ASSIGNED TASK: The lines you need are those holding the word "cloudpilot"; pull them from the material.

===

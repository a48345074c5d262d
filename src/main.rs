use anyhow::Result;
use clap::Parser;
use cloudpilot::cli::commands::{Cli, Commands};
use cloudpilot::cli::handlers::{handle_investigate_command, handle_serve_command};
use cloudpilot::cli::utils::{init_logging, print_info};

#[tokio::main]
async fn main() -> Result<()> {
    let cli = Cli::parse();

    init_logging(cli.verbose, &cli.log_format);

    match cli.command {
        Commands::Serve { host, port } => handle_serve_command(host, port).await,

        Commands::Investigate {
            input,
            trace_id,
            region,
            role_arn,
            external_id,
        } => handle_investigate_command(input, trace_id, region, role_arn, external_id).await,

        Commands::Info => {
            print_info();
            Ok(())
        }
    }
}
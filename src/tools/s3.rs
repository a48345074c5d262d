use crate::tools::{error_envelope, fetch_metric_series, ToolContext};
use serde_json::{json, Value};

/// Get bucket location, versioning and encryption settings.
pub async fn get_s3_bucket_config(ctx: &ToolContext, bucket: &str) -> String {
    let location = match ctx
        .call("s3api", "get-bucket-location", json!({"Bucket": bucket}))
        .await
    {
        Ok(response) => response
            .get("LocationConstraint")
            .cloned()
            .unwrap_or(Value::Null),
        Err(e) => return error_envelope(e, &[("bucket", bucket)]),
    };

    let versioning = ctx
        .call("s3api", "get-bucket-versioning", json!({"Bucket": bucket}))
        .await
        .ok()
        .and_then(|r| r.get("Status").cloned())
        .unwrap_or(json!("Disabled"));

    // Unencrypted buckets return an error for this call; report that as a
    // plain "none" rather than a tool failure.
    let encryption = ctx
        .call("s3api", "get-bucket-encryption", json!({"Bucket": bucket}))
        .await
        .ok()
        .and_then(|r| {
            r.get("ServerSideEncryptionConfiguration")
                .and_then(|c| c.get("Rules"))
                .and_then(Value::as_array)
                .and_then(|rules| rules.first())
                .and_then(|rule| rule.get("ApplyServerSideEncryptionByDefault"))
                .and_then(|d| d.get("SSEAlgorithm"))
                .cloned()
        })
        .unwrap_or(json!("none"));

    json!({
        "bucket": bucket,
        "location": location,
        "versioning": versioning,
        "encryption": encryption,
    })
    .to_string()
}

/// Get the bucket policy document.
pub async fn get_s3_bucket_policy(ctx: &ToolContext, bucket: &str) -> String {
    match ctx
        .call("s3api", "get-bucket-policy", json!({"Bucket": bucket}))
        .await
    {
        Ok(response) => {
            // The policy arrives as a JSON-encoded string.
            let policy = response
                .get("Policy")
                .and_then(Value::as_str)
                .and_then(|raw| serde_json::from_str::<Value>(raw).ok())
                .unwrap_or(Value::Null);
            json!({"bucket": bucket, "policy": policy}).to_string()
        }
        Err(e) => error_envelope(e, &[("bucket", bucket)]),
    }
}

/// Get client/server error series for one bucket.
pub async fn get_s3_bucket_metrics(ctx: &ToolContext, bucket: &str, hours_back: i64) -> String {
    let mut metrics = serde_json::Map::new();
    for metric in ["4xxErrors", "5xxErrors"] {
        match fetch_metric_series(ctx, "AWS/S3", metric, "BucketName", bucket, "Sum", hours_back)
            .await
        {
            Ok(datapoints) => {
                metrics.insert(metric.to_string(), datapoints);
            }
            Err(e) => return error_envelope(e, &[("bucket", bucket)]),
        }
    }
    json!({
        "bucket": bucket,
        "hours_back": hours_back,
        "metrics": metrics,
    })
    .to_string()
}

===

SOLUTION FOR THIS TASK:
use cloudpilot::cli::commands::{Cli, Commands};
use cloudpilot::cli::handlers::{handle_investigate_command, handle_serve_command};
use cloudpilot::cli::utils::{init_logging, print_info};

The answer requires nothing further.